JR藤森を出ると、最初に向かった藤森神社では、不二の水を汲む小さな気配に耳を澄ませた。そこから深草の坂を北へ進み、千本鳥居の朱色の回廊へ入る。人の声はあるのに、鳥居の重なりの中では足音だけが細く長く残った。賑わいをそのまま追いかけず、石峰寺の竹林へ寄り道すると、若冲ゆかりの五百羅漢が沈黙の中で一体ずつ違う顔を見せてくれた。山を下りた御香宮神社では、御香水の清らかさと桃山建築の鮮やかさに迎えられる。やがて商店街の伏水酒蔵小路で、伏見の水は器の触れる音や人の笑い声に姿を変えた。最後は伏見港公園へ。かつて船が行き交った水辺を眺めながら、今日拾った音が、静けさと賑わいを別々にせず一つの流れにしてくれた気がした。
この旅の足跡
- 藤森神社はJR藤森駅から徒歩5分の場所にあり、境内の不二の水は勝運や学問向上の水として信仰されている。水を汲む音を聞くと、旅の出発が急に身近になった。
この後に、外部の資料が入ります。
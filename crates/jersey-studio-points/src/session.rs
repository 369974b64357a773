use chrono::{DateTime, Utc};

/// An authenticated user, as handed over by the auth provider.
#[derive(Debug, Clone, PartialEq, Eq)]
pub struct AuthSession {
    pub user_id: String,
    pub email: Option<String>,
    /// `None` for sessions that do not expire (local CLI use).
    pub expires_at: Option<DateTime<Utc>>,
}

impl AuthSession {
    pub fn new(user_id: impl Into<String>, email: Option<String>) -> Self {
        Self {
            user_id: user_id.into(),
            email,
            expires_at: None,
        }
    }

    pub fn with_expiry(mut self, expires_at: DateTime<Utc>) -> Self {
        self.expires_at = Some(expires_at);
        self
    }

    pub fn is_valid_at(&self, now: DateTime<Utc>) -> bool {
        !self.user_id.is_empty() && self.expires_at.is_none_or(|t| now < t)
    }
}
/// Embedded account store backed by redb.
///
/// Uses a single database file with two tables:
/// - `accounts`: account rows as JSON keyed by user id
/// - `transactions`: transaction rows as JSON keyed by `"{user_id}#{seq:020}"`
///
/// Rows are kept as JSON text so they stay byte-compatible with what a
/// hosted backend returns.
use std::path::{Path, PathBuf};

use anyhow::{Context, Result};
use redb::{Database, ReadableDatabase, ReadableTable, TableDefinition, WriteTransaction};
use serde_json::Value;

use crate::account::AccountUpdate;
use crate::error::StoreError;
use crate::store::{AccountStore, AuditStatus};

const ACCOUNT_TABLE: TableDefinition<&str, &str> = TableDefinition::new("accounts");

const TRANSACTION_TABLE: TableDefinition<&str, &str> = TableDefinition::new("transactions");

fn transaction_key(user_id: &str, seq: u64) -> String {
    format!("{user_id}#{seq:020}")
}

/// `#` .. `$` covers exactly one user's keys.
fn user_range(user_id: &str) -> (String, String) {
    (format!("{user_id}#"), format!("{user_id}$"))
}

fn parse_row(raw: &str) -> Result<Value> {
    serde_json::from_str(raw).context("Failed to parse stored row")
}

fn row_user_id(row: &Value) -> Result<String> {
    row.get("user_id")
        .and_then(Value::as_str)
        .map(str::to_string)
        .context("Transaction row has no user_id")
}

/// Conditionally rewrites the account row inside an open write transaction.
fn apply_update(write_txn: &WriteTransaction, update: &AccountUpdate) -> Result<(), StoreError> {
    let mut table = write_txn
        .open_table(ACCOUNT_TABLE)
        .context("Failed to open account table")?;

    let mut row = match table
        .get(update.user_id.as_str())
        .context("Failed to read account")?
    {
        Some(guard) => parse_row(guard.value())?,
        None => {
            return Err(StoreError::NotFound {
                user_id: update.user_id.clone(),
            });
        }
    };

    update.check_row(&row)?;
    update.apply_to_row(&mut row);
    let json = serde_json::to_string(&row).context("Failed to serialize account")?;
    table
        .insert(update.user_id.as_str(), json.as_str())
        .context("Failed to write account")?;
    Ok(())
}

/// Appends a transaction row inside an open write transaction.
fn append_transaction(write_txn: &WriteTransaction, row: &Value) -> Result<()> {
    let user_id = row_user_id(row)?;
    let json = serde_json::to_string(row).context("Failed to serialize transaction")?;

    let mut table = write_txn
        .open_table(TRANSACTION_TABLE)
        .context("Failed to open transaction table")?;
    let (start, end) = user_range(&user_id);
    let seq = table
        .range::<&str>(start.as_str()..end.as_str())
        .context("Failed to range query transaction table")?
        .count() as u64;

    table
        .insert(transaction_key(&user_id, seq).as_str(), json.as_str())
        .context("Failed to insert transaction")?;
    Ok(())
}

/// Account store in a local redb file, for offline and CLI use.
///
/// Balance update and log insert commit in one write transaction, so
/// `commit_entry` never returns `AuditStatus::Pending`.
pub struct LocalAccountStore {
    db: Database,
    path: PathBuf,
}

impl std::fmt::Debug for LocalAccountStore {
    fn fmt(&self, f: &mut std::fmt::Formatter<'_>) -> std::fmt::Result {
        f.debug_struct("LocalAccountStore")
            .field("path", &self.path)
            .finish()
    }
}

impl LocalAccountStore {
    /// Path of the account database inside a data directory.
    pub fn database_path(data_dir: &Path) -> PathBuf {
        data_dir.join("accounts.redb")
    }

    /// Opens or creates the account database in `data_dir`.
    ///
    /// # Errors
    ///
    /// Returns an error if the directory cannot be created or the database
    /// cannot be opened.
    pub fn open(data_dir: &Path) -> Result<Self> {
        std::fs::create_dir_all(data_dir)
            .with_context(|| format!("Failed to create data directory: {}", data_dir.display()))?;

        let path = Self::database_path(data_dir);
        let db = Database::create(&path)
            .with_context(|| format!("Failed to open account database: {}", path.display()))?;

        let write_txn = db
            .begin_write()
            .context("Failed to begin initial write transaction")?;
        {
            let _ = write_txn
                .open_table(ACCOUNT_TABLE)
                .context("Failed to create account table")?;
            let _ = write_txn
                .open_table(TRANSACTION_TABLE)
                .context("Failed to create transaction table")?;
        }
        write_txn
            .commit()
            .context("Failed to commit initial transaction")?;

        tracing::debug!(path = %path.display(), "Opened account store");
        Ok(Self { db, path })
    }

    pub fn path(&self) -> &Path {
        &self.path
    }

    fn fetch(&self, user_id: &str) -> Result<Option<Value>> {
        let read_txn = self
            .db
            .begin_read()
            .context("Failed to begin read transaction")?;
        let table = read_txn
            .open_table(ACCOUNT_TABLE)
            .context("Failed to open account table")?;
        match table.get(user_id).context("Failed to read account")? {
            Some(guard) => Ok(Some(parse_row(guard.value())?)),
            None => Ok(None),
        }
    }

    fn list(&self, user_id: &str) -> Result<Vec<Value>> {
        let read_txn = self
            .db
            .begin_read()
            .context("Failed to begin read transaction")?;
        let table = read_txn
            .open_table(TRANSACTION_TABLE)
            .context("Failed to open transaction table")?;

        let (start, end) = user_range(user_id);
        let mut rows = Vec::new();
        for entry in table
            .range::<&str>(start.as_str()..end.as_str())
            .context("Failed to range query transaction table")?
            .rev()
        {
            let (_, value) = entry.context("Failed to read transaction entry")?;
            rows.push(parse_row(value.value())?);
        }
        Ok(rows)
    }

    fn begin_write(&self) -> Result<WriteTransaction> {
        self.db
            .begin_write()
            .context("Failed to begin write transaction")
    }
}

impl AccountStore for LocalAccountStore {
    fn backend_name(&self) -> &'static str {
        "local"
    }

    fn fetch_account(&self, user_id: &str) -> Result<Option<Value>, StoreError> {
        Ok(self.fetch(user_id)?)
    }

    fn create_account(&self, row: Value) -> Result<(), StoreError> {
        let user_id = row
            .get("id")
            .and_then(Value::as_str)
            .map(str::to_string)
            .context("Account row has no id")?;
        let json = serde_json::to_string(&row).context("Failed to serialize account")?;

        let write_txn = self.begin_write()?;
        {
            let mut table = write_txn
                .open_table(ACCOUNT_TABLE)
                .context("Failed to open account table")?;
            if table
                .get(user_id.as_str())
                .context("Failed to read account")?
                .is_some()
            {
                return Err(StoreError::AlreadyExists { user_id });
            }
            table
                .insert(user_id.as_str(), json.as_str())
                .context("Failed to insert account")?;
        }
        write_txn
            .commit()
            .context("Failed to commit account creation")?;
        Ok(())
    }

    fn update_account(&self, update: &AccountUpdate) -> Result<(), StoreError> {
        let write_txn = self.begin_write()?;
        apply_update(&write_txn, update)?;
        write_txn
            .commit()
            .context("Failed to commit account update")?;
        Ok(())
    }

    fn insert_transaction(&self, row: Value) -> Result<(), StoreError> {
        let write_txn = self.begin_write()?;
        append_transaction(&write_txn, &row)?;
        write_txn
            .commit()
            .context("Failed to commit transaction insert")?;
        Ok(())
    }

    fn list_transactions(&self, user_id: &str) -> Result<Vec<Value>, StoreError> {
        Ok(self.list(user_id)?)
    }

    fn commit_entry(
        &self,
        update: &AccountUpdate,
        transaction: Value,
    ) -> Result<AuditStatus, StoreError> {
        let write_txn = self.begin_write()?;
        apply_update(&write_txn, update)?;
        append_transaction(&write_txn, &transaction)?;
        write_txn
            .commit()
            .context("Failed to commit ledger entry")?;
        Ok(AuditStatus::Recorded)
    }
}
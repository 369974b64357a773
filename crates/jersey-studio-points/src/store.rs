/// The remote account collaborator and an in-memory backend.
use std::collections::HashMap;
use std::sync::{Arc, Mutex, MutexGuard};

use serde_json::Value;

use crate::account::AccountUpdate;
use crate::error::StoreError;

/// Outcome of the transaction-log half of a ledger write.
#[derive(Debug, Clone, PartialEq, Eq)]
pub enum AuditStatus {
    /// The log entry was stored with the balance change.
    Recorded,
    /// The balance changed but the log entry could not be stored.
    Pending { reason: String },
}

impl AuditStatus {
    pub fn is_recorded(&self) -> bool {
        matches!(self, AuditStatus::Recorded)
    }
}

/// Source of truth for accounts and their transaction logs.
///
/// Rows are JSON objects (see `AccountRecord` / `TransactionRecord`);
/// validation happens in the ledger, not in the store.
pub trait AccountStore: Send + Sync {
    fn backend_name(&self) -> &'static str;

    /// Returns the account row, or `None` if the user has no account yet.
    fn fetch_account(&self, user_id: &str) -> Result<Option<Value>, StoreError>;

    /// Inserts a new account row. Fails with `AlreadyExists` if one is
    /// stored under the same id.
    fn create_account(&self, row: Value) -> Result<(), StoreError>;

    /// Applies `update` if the stored counters still equal its
    /// `expected_*` values (`AccountUpdate::check_row`), otherwise fails
    /// with `Conflict`.
    fn update_account(&self, update: &AccountUpdate) -> Result<(), StoreError>;

    fn insert_transaction(&self, row: Value) -> Result<(), StoreError>;

    /// All transaction rows of a user, newest first.
    fn list_transactions(&self, user_id: &str) -> Result<Vec<Value>, StoreError>;

    /// Balance update followed by the log insert.
    ///
    /// The default runs the two writes one after the other. A failed
    /// update aborts; a failed insert after a successful update is
    /// reported as `AuditStatus::Pending` so the caller can retry it.
    fn commit_entry(
        &self,
        update: &AccountUpdate,
        transaction: Value,
    ) -> Result<AuditStatus, StoreError> {
        self.update_account(update)?;
        match self.insert_transaction(transaction) {
            Ok(()) => Ok(AuditStatus::Recorded),
            Err(e) => Ok(AuditStatus::Pending {
                reason: e.to_string(),
            }),
        }
    }
}

impl<S: AccountStore + ?Sized> AccountStore for Arc<S> {
    fn backend_name(&self) -> &'static str {
        (**self).backend_name()
    }

    fn fetch_account(&self, user_id: &str) -> Result<Option<Value>, StoreError> {
        (**self).fetch_account(user_id)
    }

    fn create_account(&self, row: Value) -> Result<(), StoreError> {
        (**self).create_account(row)
    }

    fn update_account(&self, update: &AccountUpdate) -> Result<(), StoreError> {
        (**self).update_account(update)
    }

    fn insert_transaction(&self, row: Value) -> Result<(), StoreError> {
        (**self).insert_transaction(row)
    }

    fn list_transactions(&self, user_id: &str) -> Result<Vec<Value>, StoreError> {
        (**self).list_transactions(user_id)
    }

    fn commit_entry(
        &self,
        update: &AccountUpdate,
        transaction: Value,
    ) -> Result<AuditStatus, StoreError> {
        (**self).commit_entry(update, transaction)
    }
}

fn row_str<'a>(row: &'a Value, field: &str) -> Result<&'a str, StoreError> {
    row.get(field)
        .and_then(Value::as_str)
        .ok_or_else(|| StoreError::Backend(anyhow::anyhow!("row has no string field '{field}'")))
}

/// Account store held entirely in memory.
///
/// Used for tests and offline sessions; share one between ledgers with
/// `Arc<MemoryAccountStore>`.
#[derive(Debug, Default)]
pub struct MemoryAccountStore {
    accounts: Mutex<HashMap<String, Value>>,
    /// Chronological.
    transactions: Mutex<Vec<Value>>,
}

impl MemoryAccountStore {
    #[must_use]
    pub fn new() -> Self {
        Self::default()
    }

    /// Stores a row as-is, bypassing all checks.
    pub fn insert_raw_account(&self, user_id: &str, row: Value) -> Result<(), StoreError> {
        self.accounts()?.insert(user_id.to_string(), row);
        Ok(())
    }

    /// Stores a transaction row as-is.
    pub fn insert_raw_transaction(&self, row: Value) -> Result<(), StoreError> {
        self.transactions()?.push(row);
        Ok(())
    }

    fn accounts(&self) -> Result<MutexGuard<'_, HashMap<String, Value>>, StoreError> {
        self.accounts
            .lock()
            .map_err(|_| StoreError::Backend(anyhow::anyhow!("account table lock poisoned")))
    }

    fn transactions(&self) -> Result<MutexGuard<'_, Vec<Value>>, StoreError> {
        self.transactions
            .lock()
            .map_err(|_| StoreError::Backend(anyhow::anyhow!("transaction table lock poisoned")))
    }
}

impl AccountStore for MemoryAccountStore {
    fn backend_name(&self) -> &'static str {
        "memory"
    }

    fn fetch_account(&self, user_id: &str) -> Result<Option<Value>, StoreError> {
        Ok(self.accounts()?.get(user_id).cloned())
    }

    fn create_account(&self, row: Value) -> Result<(), StoreError> {
        let user_id = row_str(&row, "id")?.to_string();
        let mut accounts = self.accounts()?;
        if accounts.contains_key(&user_id) {
            return Err(StoreError::AlreadyExists { user_id });
        }
        accounts.insert(user_id, row);
        Ok(())
    }

    fn update_account(&self, update: &AccountUpdate) -> Result<(), StoreError> {
        let mut accounts = self.accounts()?;
        let row = accounts
            .get_mut(&update.user_id)
            .ok_or_else(|| StoreError::NotFound {
                user_id: update.user_id.clone(),
            })?;

        update.check_row(row)?;
        update.apply_to_row(row);
        Ok(())
    }

    fn insert_transaction(&self, row: Value) -> Result<(), StoreError> {
        row_str(&row, "user_id")?;
        self.transactions()?.push(row);
        Ok(())
    }

    fn list_transactions(&self, user_id: &str) -> Result<Vec<Value>, StoreError> {
        Ok(self
            .transactions()?
            .iter()
            .rev()
            .filter(|row| row.get("user_id").and_then(Value::as_str) == Some(user_id))
            .cloned()
            .collect())
    }
}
- 千本鳥居は江戸時代から奉納の信仰によって形づくられた朱色の参道。鳥居が連なるほど周囲の声が細くなり、足音だけが長く続くのが不思議だった。
- 石峰寺の裏山には伊藤若冲が下絵を描いたとされる五百羅漢が今も残る。竹林の静けさの中で、石の表情がそれぞれ違って見えた。
- 御香宮神社の御香水は現在も7時から19時まで汲める清泉で、境内には桃山建築の本殿や能舞台もある。水の甘さと極彩色の対比に驚いた。
- 伏水酒蔵小路は大手筋と納屋町の商店街に挟まれ、十八蔵のきき酒セットや多様な料理を楽しめる。店内の器と話し声が、伏見の水を生活の音に変えていた。
- 伏見港公園周辺は宇治川派流やかつての船運の名残に近く、酒蔵の町から水辺へ歩ける。最後は流れの音が街の会話をゆっくりほどいてくれた。